Another way to save space is to make the circuit board 400 at least partially of flexible material. Thus, the terminals 300 for the piezospiral spring 20 may be configured as a thin long extension 402 of the circuit board 400. So it is no longer necessary to solder wires on the circuit board, which then produce the electrical connection to the piezospiral spring 20. The function of the wires takes over the thin, long extension of the flexible circuit board. This has the further advantage that after attaching the electronic components on the circuit board and the subsequent testing only the connection to the piezospiral spring 20 must be made. These are just two electrical connections that can be made with soldering or with electrically conductive glue. The electrical connection could also be made by bonding.

On the printed circuit 400, copper is provided under the IC 40 on both sides of the printed circuit. So no light penetrate through the printed circuit and affect the functioning of the IC.

Another possibility is the use of a multilayer, flexible circuit board 400, for example, with 3 layers. The electrical connection between the individual layers is produced by vertical contacts. On the top layer, the contacts to the IC, the capacitances, the quartz and the piezo spiked spring are applied.
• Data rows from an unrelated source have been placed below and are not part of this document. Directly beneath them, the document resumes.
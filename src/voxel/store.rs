//! Terrain store: the map of generated chunks and world-level operations

use std::collections::HashMap;
use std::time::Instant;

use crate::core::types::Vec3;
use crate::scene::collider::ColliderFactory;
use crate::scene::spatial::SpatialIndex;
use crate::terrain::config::WorldConfig;
use crate::terrain::field::DensityField;
use crate::voxel::chunk::{Chunk, ChunkCoord};

/// Container for a world of chunks.
///
/// Owns the density field and the scene boundary objects; all chunk
/// generation, meshing, and rebuild plumbing goes through here. Single
/// threaded by design: every operation runs to completion on the calling
/// thread.
pub struct TerrainStore {
    config: WorldConfig,
    field: DensityField,
    chunks: HashMap<ChunkCoord, Chunk>,
    colliders: Box<dyn ColliderFactory>,
    spatial: Box<dyn SpatialIndex>,
    /// Coordinates whose grids changed since the last `take_modified`
    modified: Vec<ChunkCoord>,
}

impl TerrainStore {
    /// Create an empty store; the density field derives from the config seed
    pub fn new(
        config: WorldConfig,
        colliders: Box<dyn ColliderFactory>,
        spatial: Box<dyn SpatialIndex>,
    ) -> Self {
        let field = DensityField::new(config.field_kind, config.field.clone(), config.seed);
        Self {
            config,
            field,
            chunks: HashMap::new(),
            colliders,
            spatial,
            modified: Vec::new(),
        }
    }

    /// World configuration
    pub fn config(&self) -> &WorldConfig {
        &self.config
    }

    /// The density field chunks are generated from
    pub fn field(&self) -> &DensityField {
        &self.field
    }

    /// Generate and build all chunks in `[-radius, radius]²`.
    ///
    /// Two passes: every grid is generated before any chunk is meshed.
    /// Border data is regenerated per chunk rather than copied from
    /// neighbors, so the passes could interleave, but the split keeps
    /// generation and meshing separately measurable.
    pub fn populate(&mut self) {
        let start = Instant::now();
        let radius = self.config.world_radius as i32;

        for x in -radius..=radius {
            for z in -radius..=radius {
                let coord = ChunkCoord::new(x, z);
                let mut chunk = Chunk::new(coord, self.config.grid);
                chunk.generate(&self.field);
                self.chunks.insert(coord, chunk);
            }
        }

        let coords: Vec<ChunkCoord> = self.chunks.keys().copied().collect();
        let mut meshed = 0usize;
        for coord in coords {
            if self.build_chunk(coord) {
                meshed += 1;
            }
        }

        log::info!(
            "populated {} chunks ({} chunk radius), {} with geometry in {:.2}s",
            self.chunks.len(),
            radius,
            meshed,
            start.elapsed().as_secs_f32(),
        );
    }

    /// Look up a chunk by coordinate
    pub fn chunk_at(&self, coord: ChunkCoord) -> Option<&Chunk> {
        self.chunks.get(&coord)
    }

    /// Mutable chunk lookup, used by the sculpt engine
    pub fn chunk_mut(&mut self, coord: ChunkCoord) -> Option<&mut Chunk> {
        self.chunks.get_mut(&coord)
    }

    /// Look up the chunk whose owned region contains a world position
    pub fn chunk_at_world(&self, pos: Vec3) -> Option<&Chunk> {
        self.chunk_at(ChunkCoord::from_world_pos(pos, &self.config.grid))
    }

    /// Number of generated chunks
    pub fn chunk_count(&self) -> usize {
        self.chunks.len()
    }

    /// Iterator over generated chunk coordinates
    pub fn loaded_coords(&self) -> impl Iterator<Item = &ChunkCoord> {
        self.chunks.keys()
    }

    /// Re-extract and re-register a chunk after its grid changed.
    /// Missing coordinates are ignored.
    pub fn rebuild(&mut self, coord: ChunkCoord) {
        if !self.chunks.contains_key(&coord) {
            return;
        }
        self.build_chunk(coord);
        self.mark_modified(coord);
    }

    fn build_chunk(&mut self, coord: ChunkCoord) -> bool {
        let Some(chunk) = self.chunks.get_mut(&coord) else {
            return false;
        };
        chunk.build(self.colliders.as_mut(), self.spatial.as_mut());
        chunk.is_built()
    }

    /// Record that a chunk's grid diverged from the generated state
    pub fn mark_modified(&mut self, coord: ChunkCoord) {
        if !self.modified.contains(&coord) {
            self.modified.push(coord);
        }
    }

    /// Drain the set of modified chunk coordinates.
    /// Hosts persisting edited terrain call this once per save.
    pub fn take_modified(&mut self) -> Vec<ChunkCoord> {
        std::mem::take(&mut self.modified)
    }

    /// Host tick. All work in this core is driven by explicit
    /// `populate`/`rebuild`/sculpt calls; the hook exists so hosts have a
    /// stable place to drive future time-sliced work from.
    pub fn update(&mut self, _delta_seconds: f32) {}

    /// Release every chunk's mesh and scene registrations and drop the
    /// chunks. Idempotent.
    pub fn clear(&mut self) {
        for chunk in self.chunks.values_mut() {
            chunk.unbuild(self.spatial.as_mut());
        }
        let released = self.chunks.len();
        self.chunks.clear();
        self.modified.clear();
        if released > 0 {
            log::info!("released {released} chunks");
        }
    }
}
In the interlayer, the connections between the IC, quartz, capacitance and piezo-generator junctions are made, and the third layer can be used to form an opaque barrier under the IC. Thus, can be dispensed Lötstoplack, and the first and the third full-surface layer can first be nickel-plated and then gold-plated.

In order to ensure a safe functioning of the electronic circuit, the electronic circuit is coated after the separation of the test pads with a thin electrically insulating protective layer, for example with a paint which cures under UV light. This can be prevented that the electronic module makes an unwanted electrical contact with the movement or parts of the movement and is thus impaired in the function.
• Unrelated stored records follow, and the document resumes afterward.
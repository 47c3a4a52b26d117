//! Boundary contracts consumed from the host scene: physics colliders and
//! the ray-picking spatial index. Implementations live outside this crate.

pub mod collider;
pub mod spatial;

pub use collider::{ColliderFactory, ColliderHandle, NullColliderFactory, Transform};
pub use spatial::{NullSpatialIndex, SpatialIndex, SpatialItem, SpatialKey};
//! Terracarve - a chunked voxel terrain engine with real-time sculpting

pub mod core;
pub mod math;
pub mod mesh;
pub mod terrain;
pub mod voxel;
pub mod sculpt;
pub mod scene;
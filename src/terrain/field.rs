//! Noise-based signed density field.
//!
//! The field composes layered coherent noise into a target surface height,
//! then converts `(height - worldY)` into a smoothed, bounded density so
//! the zero isosurface sits at the intended terrain height. Negative
//! density is inside solid, zero-or-positive is air.

use noise::{Fbm, MultiFractal, NoiseFn, Perlin};
use serde::{Deserialize, Serialize};

use crate::core::types::Vec3;

/// Parameters controlling the density field
#[derive(Clone, Debug, Serialize, Deserialize)]
pub struct FieldParams {
    pub scale: f32,             // Horizontal noise scale (larger = smoother)
    pub height_scale: f32,      // Vertical range of the elevation band
    pub octaves: u32,           // FBM octaves (detail levels)
    pub persistence: f32,       // FBM persistence (0.5 typical)
    pub lacunarity: f32,        // FBM lacunarity (2.0 typical)
    pub sea_floor: f32,         // Height the terrain falls to off-island
    pub island_radius: f32,     // Radial falloff distance from world center
    pub detail_scale: f32,      // 3D surface-detail noise scale
    pub detail_amplitude: f32,  // 3D surface-detail amplitude
    pub surface_thickness: f32, // Density transition band in world units
    pub grass_depth: f32,       // Grass weight fades out over this depth
    pub soil_depth: f32,        // Rock takes over below this depth
}

impl Default for FieldParams {
    fn default() -> Self {
        Self {
            scale: 48.0,
            height_scale: 24.0,
            octaves: 4,
            persistence: 0.5,
            lacunarity: 2.0,
            sea_floor: 10.0,
            island_radius: 96.0,
            detail_scale: 9.0,
            detail_amplitude: 1.5,
            surface_thickness: 4.0,
            grass_depth: 1.5,
            soil_depth: 6.0,
        }
    }
}

/// Density-field variants, resolved once at configuration time.
#[derive(Clone, Copy, Debug, PartialEq, Serialize, Deserialize)]
pub enum FieldKind {
    /// Noise island: FBM elevation with a radial falloff to the sea floor
    Island,
    /// Constant target height; useful for authoring and tests
    Flat { height: f32 },
}

/// One field evaluation: signed density plus a 3-channel material blend.
#[derive(Clone, Copy, Debug, PartialEq)]
pub struct FieldSample {
    pub density: f32,
    pub weights: Vec3,
}

/// Signed density field built from layered coherent noise
pub struct DensityField {
    kind: FieldKind,
    params: FieldParams,
    elevation: Fbm<Perlin>,
    detail: Perlin,
}

impl DensityField {
    /// Create a field; all noise generators derive from `seed`
    pub fn new(kind: FieldKind, params: FieldParams, seed: u32) -> Self {
        let elevation = Fbm::<Perlin>::new(seed)
            .set_octaves(params.octaves as usize)
            .set_persistence(params.persistence as f64)
            .set_lacunarity(params.lacunarity as f64);
        let detail = Perlin::new(seed.wrapping_add(1));

        Self {
            kind,
            params,
            elevation,
            detail,
        }
    }

    /// Get field parameters
    pub fn params(&self) -> &FieldParams {
        &self.params
    }

    /// Target surface height at world position (x, z), before 3D detail
    pub fn target_height(&self, x: f32, z: f32) -> f32 {
        let p = &self.params;
        match self.kind {
            FieldKind::Flat { height } => height,
            FieldKind::Island => {
                let nx = (x / p.scale) as f64;
                let nz = (z / p.scale) as f64;
                // Noise in [-1, 1] mapped to [0, height_scale]
                let normalized = (self.elevation.get([nx, nz]) as f32 + 1.0) * 0.5;
                let distance = (x * x + z * z).sqrt();
                let falloff = 1.0 - smoothstep(p.island_radius * 0.55, p.island_radius, distance);
                p.sea_floor + normalized * p.height_scale * falloff
            }
        }
    }

    /// Evaluate density and material weights at a world position
    pub fn sample(&self, wx: f32, wy: f32, wz: f32) -> FieldSample {
        let p = &self.params;
        let mut height = self.target_height(wx, wz);
        if self.kind == FieldKind::Island {
            let detail = self.detail.get([
                (wx / p.detail_scale) as f64,
                (wy / p.detail_scale) as f64,
                (wz / p.detail_scale) as f64,
            ]) as f32;
            height += detail * p.detail_amplitude;
        }

        // Signed depth through a smoothstep band: -1 deep inside, +1 well
        // above, zero exactly at the surface with nonzero slope.
        let s = ((height - wy) / p.surface_thickness).clamp(-1.0, 1.0);
        let t = (s + 1.0) * 0.5;
        let density = -(2.0 * (t * t * (3.0 - 2.0 * t)) - 1.0);

        FieldSample {
            density,
            weights: self.material_weights(height - wy),
        }
    }

    /// Material blend at `depth` below the surface: grass on top, soil
    /// in a band under it, rock beneath. Channels sum to 1.
    fn material_weights(&self, depth: f32) -> Vec3 {
        let p = &self.params;
        let grass = 1.0 - (depth / p.grass_depth).clamp(0.0, 1.0);
        let rock = ((depth - p.soil_depth) / p.soil_depth).clamp(0.0, 1.0);
        let soil = (1.0 - grass - rock).max(0.0);
        let sum = grass + soil + rock;
        if sum <= f32::EPSILON {
            Vec3::new(1.0, 0.0, 0.0)
        } else {
            Vec3::new(grass, soil, rock) / sum
        }
    }
}

#[inline]
fn smoothstep(edge0: f32, edge1: f32, x: f32) -> f32 {
    let t = ((x - edge0) / (edge1 - edge0)).clamp(0.0, 1.0);
    t * t * (3.0 - 2.0 * t)
}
In this way, an electronic module with the smallest possible base area, but also with the smallest possible volume can be realized.

However, it is also conceivable not to separate the test pads 401 after testing out the electronics, but to fold the test pads in such a way that they take up only little space under the electronic circuit 400.
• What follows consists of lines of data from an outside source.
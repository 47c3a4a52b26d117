//! Error types for the Terracarve engine

use thiserror::Error;

/// Main error type for the engine
#[derive(Debug, Error)]
pub enum Error {
    #[error("IO error: {0}")]
    Io(#[from] std::io::Error),

    #[error("Config error: {0}")]
    Config(String),
}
If the electronic circuit is bent then nickel should not be coated at this point. Nickel is too hard and the print could break at this point. With a three-layer flexible printed circuit can solve this problem by the electrical Connection to the piezoprial spring is realized by the middle layer or layer.

The entire electronics module is thus very small and can be easily hidden under a bridge or a similar component. This has the further advantage that the electronics are then protected from light, from electric fields and from magnetic fields. According to the invention, it would be advantageous to place the electronics under the balance bridge. Thus, an inventive movement looks like a purely mechanical movement, but has the advantage of much better accuracy.

Determining the control area

For the watchmaker can be helpful, the ability to display with the control electronics, if the frequency of the disturbance is no longer within the control range of the electronics. For example, if the disturbance oscillates too slowly, the electronics may indicate that the control range has been exhausted by changing the vibrational frequency of the crystal. This can be done by adding or removing internal capacitances of the integrated circuit 40 to the terminals of the crystal oscillator 1. Exactly the same can happen if the disturbance oscillates too fast and is no longer within the control range. For example, the frequency of the crystal oscillator can be increased if the disturbance oscillates too slowly and outside the control range of the electronics. Conversely, the frequency of the crystal oscillator can be slowed down if the noise oscillates too fast and outside the control range of the electronics. Thus, by simply measuring the frequency of the quartz oscillator, the watchmaker can determine if electronics can properly control the frequency of the disturbance.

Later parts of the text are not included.